* PROBLEM TO SOLVE
Copy verbatim the material from its first line to the line that holds "programming concepts like", including that line.

╭──

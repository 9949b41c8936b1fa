//! # FlashCache - An In-Memory, Memcached-Compatible Cache Server
//!
//! FlashCache speaks the memcached text protocol over TCP and keeps every
//! item in memory. It demonstrates systems programming concepts like
//! stream framing, concurrent data structures and async networking.
//!
//! ## Features
//!
//! - **Memcached-Compatible**: `set`, `add`, `replace`, `get` and `delete`
//!   with flags, expiry and `noreply`
//! - **Binary-Safe**: data blocks are framed by byte count, never scanned
//! - **Concurrent**: sharded storage with RwLocks, one Tokio task per client
//! - **Lazy Expiry**: expired items are treated as absent and purged on access
//!
//! ## Architecture
//!
//! ```text
//! ┌─────────────────────────────────────────────────────────────────────────┐
//! │                             FlashCache                                  │
//! │                                                                         │
//! │  ┌─────────────┐    ┌─────────────┐    ┌─────────────┐                  │
//! │  │ TCP Server  │───>│ Connection  │───>│  Command    │                  │
//! │  │ (Listener)  │    │  Handler    │    │  Handler    │                  │
//! │  └─────────────┘    └──────┬──────┘    └──────┬──────┘                  │
//! │                            │                  │                         │
//! │                            ▼                  ▼                         │
//! │                     ┌─────────────┐   ┌──────────────────────────────┐  │
//! │                     │  Command    │   │  MemoryStore (CacheStore)    │  │
//! │                     │  Framer     │   │  ┌────────┐ ┌────────┐       │  │
//! │                     └─────────────┘   │  │Shard 0 │ │...N    │       │  │
//! │                                       │  │RwLock  │ │shards  │       │  │
//! │                                       │  └────────┘ └────────┘       │  │
//! │                                       └──────────────────────────────┘  │
//! └─────────────────────────────────────────────────────────────────────────┘
//! ```
//!
//! ## Quick Start
//!
//! ```ignore
//! use flashcache::{Config, MemoryStore, Server};
//! use std::sync::Arc;
//!
//! #[tokio::main]
//! async fn main() -> anyhow::Result<()> {
//!     let store = Arc::new(MemoryStore::new());
//!     Server::new(Config::default(), store).run().await?;
//!     Ok(())
//! }
//! ```
//!
//! ## Module Overview
//!
//! - [`protocol`]: command framing and reply serialization
//! - [`commands`]: command validation and dispatch
//! - [`storage`]: the concurrent item store
//! - [`connection`]: per-client connection loop
//! - [`server`]: listener and accept loop
//! - [`config`]: command-line configuration

pub mod commands;
pub mod config;
pub mod connection;
pub mod protocol;
pub mod server;
pub mod storage;

// Re-export commonly used types for convenience
pub use commands::CommandHandler;
pub use config::Config;
pub use connection::{handle_connection, ConnectionConfig, ConnectionStats};
pub use protocol::{CommandFramer, Frame, FrameError, Reply};
pub use server::{Server, ServerError};
pub use storage::{CacheStore, ExpiryConfig, ExpirySweeper, Item, MemoryStore};

/// The default port FlashCache listens on (same as memcached)
pub const DEFAULT_PORT: u16 = 11211;

/// The default interface FlashCache binds to
pub const DEFAULT_HOST: &str = "0.0.0.0";

/// Version of FlashCache
pub const VERSION: &str = env!("CARGO_PKG_VERSION");
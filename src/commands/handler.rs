//! Command Handler
//!
//! Executes validated commands against a [`CacheStore`] and decides which
//! reply, if any, goes back to the client.
//!
//! ## Architecture
//!
//! ```text
//! ┌─────────────────────────────────────────────────────────────┐
//! │                     CommandHandler                          │
//! │                                                             │
//! │  ┌─────────────┐    ┌─────────────┐    ┌─────────────┐     │
//! │  │   Frame     │───>│  Command    │───>│  execute()  │     │
//! │  └─────────────┘    └─────────────┘    └─────────────┘     │
//! │                                               │             │
//! │                                               ▼             │
//! │                                        dyn CacheStore       │
//! └─────────────────────────────────────────────────────────────┘
//! ```

use crate::commands::command::{Command, StorageCommand};
use crate::protocol::{Frame, Reply};
use crate::storage::CacheStore;
use bytes::Bytes;
use std::sync::Arc;
use tracing::debug;

/// Dispatches commands to the store. Cheap to clone, one per connection.
#[derive(Clone)]
pub struct CommandHandler {
    store: Arc<dyn CacheStore>,
}

impl CommandHandler {
    /// Creates a new command handler over the given store.
    pub fn new(store: Arc<dyn CacheStore>) -> Self {
        Self { store }
    }

    /// Validates and executes a framed command.
    ///
    /// Returns `None` when nothing must be written back: `noreply` commands
    /// and malformed commands that are dropped silently.
    pub fn handle_frame(&self, frame: Frame) -> Option<Reply> {
        match Command::try_from(frame) {
            Ok(command) => self.execute(command),
            Err(e) => {
                debug!(error = %e, "Rejected command");
                e.reply()
            }
        }
    }

    /// Executes a command and returns the reply to send, if any.
    pub fn execute(&self, command: Command) -> Option<Reply> {
        match command {
            Command::Get { key } => Some(self.cmd_get(key)),
            Command::Set(cmd) => self.cmd_set(cmd),
            Command::Add(cmd) => self.cmd_add(cmd),
            Command::Replace(cmd) => self.cmd_replace(cmd),
            Command::Delete { key, noreply } => self.cmd_delete(&key, noreply),
        }
    }

    /// get <key>
    fn cmd_get(&self, key: Bytes) -> Reply {
        match self.store.get(&key) {
            Some(item) => Reply::Value {
                key,
                flags: item.flags,
                data: item.value,
            },
            None => Reply::End,
        }
    }

    /// set <key> <flags> <exptime> <bytes> [noreply]
    fn cmd_set(&self, cmd: StorageCommand) -> Option<Reply> {
        let noreply = cmd.noreply;
        let (key, item) = cmd.into_item();
        self.store.set(key, item);
        reply_unless(noreply, Reply::Stored)
    }

    /// add <key> <flags> <exptime> <bytes> [noreply]
    fn cmd_add(&self, cmd: StorageCommand) -> Option<Reply> {
        let noreply = cmd.noreply;
        let (key, item) = cmd.into_item();
        let reply = if self.store.add(key, item) {
            Reply::Stored
        } else {
            Reply::NotStored
        };
        reply_unless(noreply, reply)
    }

    /// replace <key> <flags> <exptime> <bytes> [noreply]
    fn cmd_replace(&self, cmd: StorageCommand) -> Option<Reply> {
        let noreply = cmd.noreply;
        let (key, item) = cmd.into_item();
        let reply = if self.store.replace(key, item) {
            Reply::Stored
        } else {
            Reply::NotStored
        };
        reply_unless(noreply, reply)
    }

    /// delete <key> [noreply]
    fn cmd_delete(&self, key: &[u8], noreply: bool) -> Option<Reply> {
        let reply = if self.store.delete(key) {
            Reply::Deleted
        } else {
            Reply::NotFound
        };
        reply_unless(noreply, reply)
    }
}

#[inline]
fn reply_unless(noreply: bool, reply: Reply) -> Option<Reply> {
    (!noreply).then_some(reply)
}
//! Memcached Text Protocol Types
//!
//! This module defines what travels over the wire: the frames the server
//! reads and the replies it writes.
//!
//! ## Protocol Format
//!
//! Commands are single lines of space-separated tokens. Storage commands are
//! followed by a data block of exactly `<bytes>` bytes and a line terminator:
//!
//! ```text
//! set <key> <flags> <exptime> <bytes> [noreply]\r\n
//! <data block>\r\n
//! ```
//!
//! Replies are CRLF-terminated status words, or for `get` a value block:
//!
//! ```text
//! VALUE <key> <flags> <bytes>\r\n
//! <data block>\r\n
//! END\r\n
//! ```

use bytes::Bytes;
use std::fmt;

/// The CRLF terminator used for every reply line
pub const CRLF: &[u8] = b"\r\n";

/// Command verbs, lowercase as the framer normalizes them.
pub mod verb {
    pub const GET: &str = "get";
    pub const SET: &str = "set";
    pub const ADD: &str = "add";
    pub const REPLACE: &str = "replace";
    pub const DELETE: &str = "delete";

    /// Returns true for verbs followed by a data block.
    pub fn is_storage(verb: &str) -> bool {
        matches!(verb, SET | ADD | REPLACE)
    }
}

/// One command as read off the stream.
#[derive(Debug, Clone, PartialEq, Eq)]
pub struct Frame {
    /// First token, lowercased
    pub verb: String,
    /// Remaining tokens, raw bytes exactly as received
    pub args: Vec<Bytes>,
    /// Data block for storage commands whose byte count could be read
    pub payload: Option<Bytes>,
}

/// A reply sent back to the client.
#[derive(Debug, Clone, PartialEq, Eq)]
pub enum Reply {
    /// `STORED`
    Stored,
    /// `NOT_STORED`
    NotStored,
    /// `DELETED`
    Deleted,
    /// `NOT_FOUND`
    NotFound,
    /// `ERROR`
    Error,
    /// A hit: the `VALUE` line, the data block, then `END`
    Value { key: Bytes, flags: u16, data: Bytes },
    /// A miss: `END` alone
    End,
}

impl Reply {
    /// Serializes the reply to bytes for sending over the wire.
    pub fn serialize(&self) -> Vec<u8> {
        let mut buf = Vec::new();
        self.serialize_into(&mut buf);
        buf
    }

    /// Serializes the reply into an existing buffer.
    pub fn serialize_into(&self, buf: &mut Vec<u8>) {
        match self {
            Reply::Stored => buf.extend_from_slice(b"STORED"),
            Reply::NotStored => buf.extend_from_slice(b"NOT_STORED"),
            Reply::Deleted => buf.extend_from_slice(b"DELETED"),
            Reply::NotFound => buf.extend_from_slice(b"NOT_FOUND"),
            Reply::Error => buf.extend_from_slice(b"ERROR"),
            Reply::Value { key, flags, data } => {
                buf.reserve(key.len() + data.len() + 32);
                buf.extend_from_slice(b"VALUE ");
                buf.extend_from_slice(key);
                buf.extend_from_slice(format!(" {} {}", flags, data.len()).as_bytes());
                buf.extend_from_slice(CRLF);
                buf.extend_from_slice(data);
                buf.extend_from_slice(CRLF);
                buf.extend_from_slice(b"END");
            }
            Reply::End => buf.extend_from_slice(b"END"),
        }
        buf.extend_from_slice(CRLF);
    }
}

impl fmt::Display for Reply {
    fn fmt(&self, f: &mut fmt::Formatter<'_>) -> fmt::Result {
        match self {
            Reply::Stored => write!(f, "STORED"),
            Reply::NotStored => write!(f, "NOT_STORED"),
            Reply::Deleted => write!(f, "DELETED"),
            Reply::NotFound => write!(f, "NOT_FOUND"),
            Reply::Error => write!(f, "ERROR"),
            Reply::Value { key, flags, data } => {
                write!(f, "VALUE {} {} {}", key.escape_ascii(), flags, data.len())
            }
            Reply::End => write!(f, "END"),
        }
    }
}
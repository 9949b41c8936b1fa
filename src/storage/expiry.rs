//! Background Expiry Sweeper
//!
//! Items expire lazily: a `get` that observes an expired item removes it.
//! An item that expires and is never read again would stay in memory for the
//! lifetime of the process, so the server can optionally run this sweeper to
//! reclaim it earlier.
//!
//! The sweeper is off unless `--sweep-interval-ms` is non-zero. It never
//! changes what clients observe: an expired item is already treated as
//! absent by every read path.
//!
//! ## Adaptive Frequency
//!
//! If many items are expiring, the sweeper runs more frequently.
//! If none are, it backs off towards `max_interval`.

use crate::storage::MemoryStore;
use std::sync::Arc;
use std::time::Duration;
use tokio::sync::watch;
use tracing::{debug, info, trace};

/// Configuration for the expiry sweeper.
#[derive(Debug, Clone)]
pub struct ExpiryConfig {
    /// Interval the sweeper starts with
    pub base_interval: Duration,

    /// Minimum interval between sweeps
    pub min_interval: Duration,

    /// Maximum interval between sweeps
    pub max_interval: Duration,

    /// If this fraction of held items expired in one sweep, speed up
    pub speedup_threshold: f64,
}

impl ExpiryConfig {
    /// Builds a configuration around the given base interval.
    pub fn with_interval(base_interval: Duration) -> Self {
        Self {
            base_interval,
            min_interval: (base_interval / 10).max(Duration::from_millis(1)),
            max_interval: base_interval * 10,
            speedup_threshold: 0.25,
        }
    }
}

impl Default for ExpiryConfig {
    fn default() -> Self {
        Self::with_interval(Duration::from_millis(100))
    }
}

/// A handle to the running expiry sweeper.
///
/// When this handle is dropped, the sweeper task will be stopped.
#[derive(Debug)]
pub struct ExpirySweeper {
    shutdown_tx: watch::Sender<bool>,
}

impl ExpirySweeper {
    /// Starts the sweeper as a background task on the current runtime.
    pub fn start(store: Arc<MemoryStore>, config: ExpiryConfig) -> Self {
        let (shutdown_tx, shutdown_rx) = watch::channel(false);

        info!(
            interval_ms = config.base_interval.as_millis() as u64,
            "Background expiry sweeper started"
        );
        tokio::spawn(sweeper_loop(store, config, shutdown_rx));

        Self { shutdown_tx }
    }

    /// Stops the sweeper. Called automatically on drop.
    pub fn stop(&self) {
        let _ = self.shutdown_tx.send(true);
    }
}

impl Drop for ExpirySweeper {
    fn drop(&mut self) {
        self.stop();
    }
}

async fn sweeper_loop(
    store: Arc<MemoryStore>,
    config: ExpiryConfig,
    mut shutdown_rx: watch::Receiver<bool>,
) {
    let mut current_interval = config.base_interval;

    loop {
        tokio::select! {
            _ = tokio::time::sleep(current_interval) => {}
            result = shutdown_rx.changed() => {
                if result.is_err() || *shutdown_rx.borrow() {
                    debug!("Expiry sweeper received shutdown signal");
                    return;
                }
            }
        }

        let held = store.len();
        let expired = store.cleanup_expired();

        if held > 0 && expired as f64 / held as f64 > config.speedup_threshold {
            current_interval = (current_interval / 2).max(config.min_interval);
        } else if expired == 0 {
            current_interval = (current_interval * 2).min(config.max_interval);
        }

        if expired > 0 {
            debug!(
                expired = expired,
                remaining = store.len(),
                next_sweep_ms = current_interval.as_millis() as u64,
                "Expired items cleaned up"
            );
        } else {
            trace!(next_sweep_ms = current_interval.as_millis() as u64, "Nothing to sweep");
        }
    }
}

#[cfg(test)]
mod tests {
    use super::*;
    use crate::storage::{CacheStore, Item};
    use bytes::Bytes;

    #[tokio::test]
    async fn test_sweeper_cleans_expired_items() {
        let store = Arc::new(MemoryStore::new());

        for i in 0..10 {
            store.set(
                Bytes::from(format!("key{}", i)),
                Item::with_ttl(Bytes::from("value"), 0, Duration::from_millis(50)),
            );
        }
        store.set(Bytes::from("persistent"), Item::new(Bytes::from("value"), 0, 0));
        assert_eq!(store.len(), 11);

        let _sweeper = ExpirySweeper::start(
            Arc::clone(&store),
            ExpiryConfig::with_interval(Duration::from_millis(10)),
        );

        tokio::time::sleep(Duration::from_millis(300)).await;

        // Purged without any read touching them
        assert_eq!(store.len(), 1);
        assert!(store.get(b"persistent").is_some());
    }

    #[tokio::test]
    async fn test_sweeper_stops_on_drop() {
        let store = Arc::new(MemoryStore::new());

        {
            let _sweeper = ExpirySweeper::start(
                Arc::clone(&store),
                ExpiryConfig::with_interval(Duration::from_millis(10)),
            );
            tokio::time::sleep(Duration::from_millis(30)).await;
        }

        store.set(
            Bytes::from("key"),
            Item::with_ttl(Bytes::from("value"), 0, Duration::from_millis(10)),
        );
        tokio::time::sleep(Duration::from_millis(100)).await;

        // Nobody swept it; only the lazy path removes it
        assert_eq!(store.len(), 1);
        assert!(store.get(b"key").is_none());
        assert_eq!(store.len(), 0);
    }

    #[test]
    fn test_config_bounds() {
        let config = ExpiryConfig::with_interval(Duration::from_millis(100));
        assert_eq!(config.min_interval, Duration::from_millis(10));
        assert_eq!(config.max_interval, Duration::from_secs(1));

        let tiny = ExpiryConfig::with_interval(Duration::from_millis(5));
        assert_eq!(tiny.min_interval, Duration::from_millis(1));
    }
}
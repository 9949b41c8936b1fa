//! Connection Handler Module
//!
//! This module handles individual client connections to FlashCache.
//! Each client gets its own task that runs a strictly sequential loop:
//! one command is framed, executed and answered before the next line is read.
//!
//! ## Connection Lifecycle
//!
//! ```text
//! 1. Client connects (TCP handshake)
//!        │
//!        ▼
//! 2. ConnectionHandler spawned
//!        │
//!        ▼
//! 3. ┌──────────────────────────────┐
//!    │      Main Loop               │
//!    │                              │
//!    │  Frame command (+ data)      │
//!    │          │                   │
//!    │          ▼                   │
//!    │  Execute against the store   │
//!    │          │                   │
//!    │          ▼                   │
//!    │  Send reply (if any)         │
//!    │          │                   │
//!    │     [Loop back]              │
//!    └──────────────────────────────┘
//!        │
//!        ▼
//! 4. EOF / read error / idle timeout
//!        │
//!        ▼
//! 5. Handler task ends
//! ```
//!
//! A failed reply write is logged and the reply abandoned; only read-side
//! failures end the loop.
//!
//! The handler is generic over its reader and writer. Servers build it from a
//! `TcpStream` with [`ConnectionHandler::new`]; [`ConnectionHandler::from_parts`]
//! accepts any buffered reader and writer.

use crate::commands::CommandHandler;
use crate::protocol::{CommandFramer, Frame, FrameError, Reply, DEFAULT_MAX_LINE};
use std::net::SocketAddr;
use std::sync::atomic::{AtomicU64, Ordering};
use std::sync::Arc;
use std::time::Duration;
use tokio::io::{AsyncBufRead, AsyncWrite, AsyncWriteExt, BufReader};
use tokio::net::tcp::{OwnedReadHalf, OwnedWriteHalf};
use tokio::net::TcpStream;
use tracing::{debug, info, trace, warn};

/// Initial read buffer capacity
const READ_BUFFER_SIZE: usize = 4096;

/// Statistics for connection handling
#[derive(Debug, Default)]
pub struct ConnectionStats {
    /// Total number of connections accepted
    pub connections_accepted: AtomicU64,
    /// Currently active connections
    pub active_connections: AtomicU64,
    /// Total commands processed
    pub commands_processed: AtomicU64,
    /// Total bytes read from clients
    pub bytes_read: AtomicU64,
    /// Total reply bytes written
    pub bytes_written: AtomicU64,
}

impl ConnectionStats {
    pub fn new() -> Self {
        Self::default()
    }

    pub fn connection_opened(&self) {
        self.connections_accepted.fetch_add(1, Ordering::Relaxed);
        self.active_connections.fetch_add(1, Ordering::Relaxed);
    }

    pub fn connection_closed(&self) {
        self.active_connections.fetch_sub(1, Ordering::Relaxed);
    }

    pub fn command_processed(&self) {
        self.commands_processed.fetch_add(1, Ordering::Relaxed);
    }

    pub fn bytes_read(&self, count: u64) {
        self.bytes_read.fetch_add(count, Ordering::Relaxed);
    }

    pub fn bytes_written(&self, count: usize) {
        self.bytes_written
            .fetch_add(count as u64, Ordering::Relaxed);
    }
}

/// Per-connection settings taken from the server configuration.
#[derive(Debug, Clone, Copy)]
pub struct ConnectionConfig {
    /// Largest accepted data block
    pub max_item_size: usize,
    /// Close the connection if no command arrives within this time
    pub idle_timeout: Option<Duration>,
    /// Longest accepted line, terminator included
    pub max_line_length: usize,
}

impl Default for ConnectionConfig {
    fn default() -> Self {
        Self {
            max_item_size: crate::protocol::DEFAULT_MAX_PAYLOAD,
            idle_timeout: None,
            max_line_length: DEFAULT_MAX_LINE,
        }
    }
}

/// Handles a single client connection.
pub struct ConnectionHandler<R = BufReader<OwnedReadHalf>, W = OwnedWriteHalf> {
    framer: CommandFramer<R>,
    writer: W,
    addr: SocketAddr,
    command_handler: CommandHandler,
    idle_timeout: Option<Duration>,
    stats: Arc<ConnectionStats>,
    /// Reused reply buffer, written out whole for every reply
    reply_buf: Vec<u8>,
}

impl ConnectionHandler {
    /// Creates a handler for an accepted TCP connection.
    pub fn new(
        stream: TcpStream,
        addr: SocketAddr,
        command_handler: CommandHandler,
        config: ConnectionConfig,
        stats: Arc<ConnectionStats>,
    ) -> Self {
        let (read_half, write_half) = stream.into_split();
        let reader = BufReader::with_capacity(READ_BUFFER_SIZE, read_half);

        Self::from_parts(reader, write_half, addr, command_handler, config, stats)
    }
}

impl<R, W> ConnectionHandler<R, W>
where
    R: AsyncBufRead + Unpin,
    W: AsyncWrite + Unpin,
{
    /// Creates a handler over an already split reader and writer.
    pub fn from_parts(
        reader: R,
        writer: W,
        addr: SocketAddr,
        command_handler: CommandHandler,
        config: ConnectionConfig,
        stats: Arc<ConnectionStats>,
    ) -> Self {
        stats.connection_opened();

        let framer = CommandFramer::with_max_payload(reader, config.max_item_size)
            .with_max_line(config.max_line_length);

        Self {
            framer,
            writer,
            addr,
            command_handler,
            idle_timeout: config.idle_timeout,
            stats,
            reply_buf: Vec::with_capacity(256),
        }
    }

    /// Runs the connection until the client goes away or reading fails.
    pub async fn run(mut self) -> Result<(), ConnectionError> {
        info!(client = %self.addr, "Client connected");

        let result = self.main_loop().await;

        match &result {
            Ok(()) => info!(client = %self.addr, "Client disconnected"),
            Err(ConnectionError::Frame(FrameError::Io(io_err)))
                if io_err.kind() == std::io::ErrorKind::ConnectionReset =>
            {
                debug!(client = %self.addr, "Connection reset by client")
            }
            Err(e) => warn!(client = %self.addr, error = %e, "Connection closed on error"),
        }

        self.stats.connection_closed();
        result
    }

    /// The frame-execute-reply loop.
    async fn main_loop(&mut self) -> Result<(), ConnectionError> {
        loop {
            let before = self.framer.bytes_read();
            let next = self.next_frame().await;
            self.stats.bytes_read(self.framer.bytes_read() - before);

            let frame = match next? {
                Some(frame) => frame,
                None => return Ok(()),
            };

            let reply = self.command_handler.handle_frame(frame);
            self.stats.command_processed();

            if let Some(reply) = reply {
                self.send_reply(&reply).await;
            }
        }
    }

    async fn next_frame(&mut self) -> Result<Option<Frame>, ConnectionError> {
        match self.idle_timeout {
            Some(limit) => tokio::time::timeout(limit, self.framer.read_frame())
                .await
                .map_err(|_| ConnectionError::IdleTimeout(limit))?
                .map_err(ConnectionError::from),
            None => Ok(self.framer.read_frame().await?),
        }
    }

    /// Writes a reply. Failures are logged, not propagated.
    ///
    /// There is no buffered writer between `reply_buf` and the stream, so a
    /// failed reply never leaves bytes queued ahead of the next one.
    async fn send_reply(&mut self, reply: &Reply) {
        self.reply_buf.clear();
        reply.serialize_into(&mut self.reply_buf);

        let result = match self.writer.write_all(&self.reply_buf).await {
            Ok(()) => self.writer.flush().await,
            Err(e) => Err(e),
        };

        match result {
            Ok(()) => {
                self.stats.bytes_written(self.reply_buf.len());
                trace!(client = %self.addr, reply = %reply, bytes = self.reply_buf.len(), "Sent reply");
            }
            Err(e) => {
                warn!(client = %self.addr, error = %e, "Failed to write reply");
            }
        }
    }
}

/// Errors that end a connection.
#[derive(Debug, thiserror::Error)]
pub enum ConnectionError {
    /// Reading or framing the next command failed
    #[error("framing error: {0}")]
    Frame(#[from] FrameError),

    /// No command arrived within the idle timeout
    #[error("idle for more than {0:?}")]
    IdleTimeout(Duration),
}

/// Handles a client connection.
///
/// This is a convenience function that creates a ConnectionHandler
/// and runs it to completion.
pub async fn handle_connection(
    stream: TcpStream,
    addr: SocketAddr,
    command_handler: CommandHandler,
    config: ConnectionConfig,
    stats: Arc<ConnectionStats>,
) {
    let handler = ConnectionHandler::new(stream, addr, command_handler, config, stats);
    // Already logged by run()
    let _ = handler.run().await;
}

╰──

* TASK ANSWER
repository 9949b41c8936b1fa
//! # FlashCache - An In-Memory, Memcached-Compatible Cache Server
//!
//! FlashCache speaks the memcached text protocol over TCP and keeps every
//! item in memory. It demonstrates systems programming concepts like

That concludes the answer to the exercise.